*The task*. An exact transcription of all the data is the expected reply.

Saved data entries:
#####
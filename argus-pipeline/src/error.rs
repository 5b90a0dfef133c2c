// argus-pipeline/src/error.rs
// ============================================================================
// Module: Pipeline Errors
// Description: Closed error codes for the bundle manifest, the four
//   pipeline stages, and the agent workflow orchestrator's tool schemas.
// Dependencies: thiserror
// ============================================================================

/// Errors raised while running the pipeline or validating its inputs.
#[derive(Debug, thiserror::Error, PartialEq, Eq)]
pub enum PipelineError {
    /// The bundle manifest was missing, unparsable, or missing required
    /// fields.
    #[error("malformed bundle manifest: {0}")]
    MalformedManifest(String),
    /// The acquire stage found no recognized artifacts in the bundle.
    #[error("E_ACQUIRE_MISSING_ARTIFACTS: bundle contains no recognized artifacts")]
    AcquireMissingArtifacts,
    /// The acquire stage's ingest/write pipeline failed.
    #[error("E_ACQUIRE_PIPELINE_FAILED: {0}")]
    AcquirePipelineFailed(String),
    /// The enrich stage found no reachability candidates to join.
    #[error("E_ENRICH_NO_REACHABILITY: no reachability records available to join")]
    EnrichNoReachability,
    /// The score stage produced an empty ranking.
    #[error("E_SCORE_EMPTY_RANKING: ranking is empty or topN <= 0")]
    ScoreEmptyRanking,
    /// The act stage was asked to perform a live (non-dry-run) write.
    #[error("E_ACTION_WRITE_BLOCKED: live execution is not permitted")]
    ActionWriteBlocked,
    /// A tool schema failed pre-flight validation.
    #[error("E_TOOL_SCHEMA_INVALID: {0}")]
    ToolSchemaInvalid(String),
    /// The underlying document store failed.
    #[error(transparent)]
    Store(#[from] argus_store::StoreError),
    /// A hashing, canonicalization, or action-building step failed for
    /// reasons independent of any particular stage's own error taxonomy.
    #[error("E_INTERNAL: {0}")]
    Internal(String),
}

impl PipelineError {
    /// Returns the closed error code string for documents and stage traces.
    #[must_use]
    pub const fn code(&self) -> &'static str {
        match self {
            Self::MalformedManifest(_) => "MALFORMED_MANIFEST",
            Self::AcquireMissingArtifacts => "E_ACQUIRE_MISSING_ARTIFACTS",
            Self::AcquirePipelineFailed(_) => "E_ACQUIRE_PIPELINE_FAILED",
            Self::EnrichNoReachability => "E_ENRICH_NO_REACHABILITY",
            Self::ScoreEmptyRanking => "E_SCORE_EMPTY_RANKING",
            Self::ActionWriteBlocked => "E_ACTION_WRITE_BLOCKED",
            Self::ToolSchemaInvalid(_) => "E_TOOL_SCHEMA_INVALID",
            Self::Store(_) => "STORE_ERROR",
            Self::Internal(_) => "E_INTERNAL",
        }
    }
}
#####
*Task solution*.
filename argus-pipeline/src/error.rs
repository 5b90a0dfef133c2c
// argus-pipeline/src/error.rs
// ============================================================================
// Module: Pipeline Errors
// Description: Closed error codes for the bundle manifest, the four
//   pipeline stages, and the agent workflow orchestrator's tool schemas.
// Dependencies: thiserror
// ============================================================================

/// Errors raised while running the pipeline or validating its inputs.
#[derive(Debug, thiserror::Error, PartialEq, Eq)]
pub enum PipelineError {
    /// The bundle manifest was missing, unparsable, or missing required
    /// fields.
    #[error("malformed bundle manifest: {0}")]
    MalformedManifest(String),
    /// The acquire stage found no recognized artifacts in the bundle.
    #[error("E_ACQUIRE_MISSING_ARTIFACTS: bundle contains no recognized artifacts")]
    AcquireMissingArtifacts,
    /// The acquire stage's ingest/write pipeline failed.
    #[error("E_ACQUIRE_PIPELINE_FAILED: {0}")]
    AcquirePipelineFailed(String),
    /// The enrich stage found no reachability candidates to join.
    #[error("E_ENRICH_NO_REACHABILITY: no reachability records available to join")]
    EnrichNoReachability,
    /// The score stage produced an empty ranking.
    #[error("E_SCORE_EMPTY_RANKING: ranking is empty or topN <= 0")]
    ScoreEmptyRanking,
    /// The act stage was asked to perform a live (non-dry-run) write.
    #[error("E_ACTION_WRITE_BLOCKED: live execution is not permitted")]
    ActionWriteBlocked,
    /// A tool schema failed pre-flight validation.
    #[error("E_TOOL_SCHEMA_INVALID: {0}")]
    ToolSchemaInvalid(String),
    /// The underlying document store failed.
    #[error(transparent)]
    Store(#[from] argus_store::StoreError),
    /// A hashing, canonicalization, or action-building step failed for
    /// reasons independent of any particular stage's own error taxonomy.
    #[error("E_INTERNAL: {0}")]
    Internal(String),
}

impl PipelineError {
    /// Returns the closed error code string for documents and stage traces.
    #[must_use]
    pub const fn code(&self) -> &'static str {
        match self {
            Self::MalformedManifest(_) => "MALFORMED_MANIFEST",
            Self::AcquireMissingArtifacts => "E_ACQUIRE_MISSING_ARTIFACTS",
            Self::AcquirePipelineFailed(_) => "E_ACQUIRE_PIPELINE_FAILED",
            Self::EnrichNoReachability => "E_ENRICH_NO_REACHABILITY",
            Self::ScoreEmptyRanking => "E_SCORE_EMPTY_RANKING",
            Self::ActionWriteBlocked => "E_ACTION_WRITE_BLOCKED",
            Self::ToolSchemaInvalid(_) => "E_TOOL_SCHEMA_INVALID",
            Self::Store(_) => "STORE_ERROR",
            Self::Internal(_) => "E_INTERNAL",
        }
    }
}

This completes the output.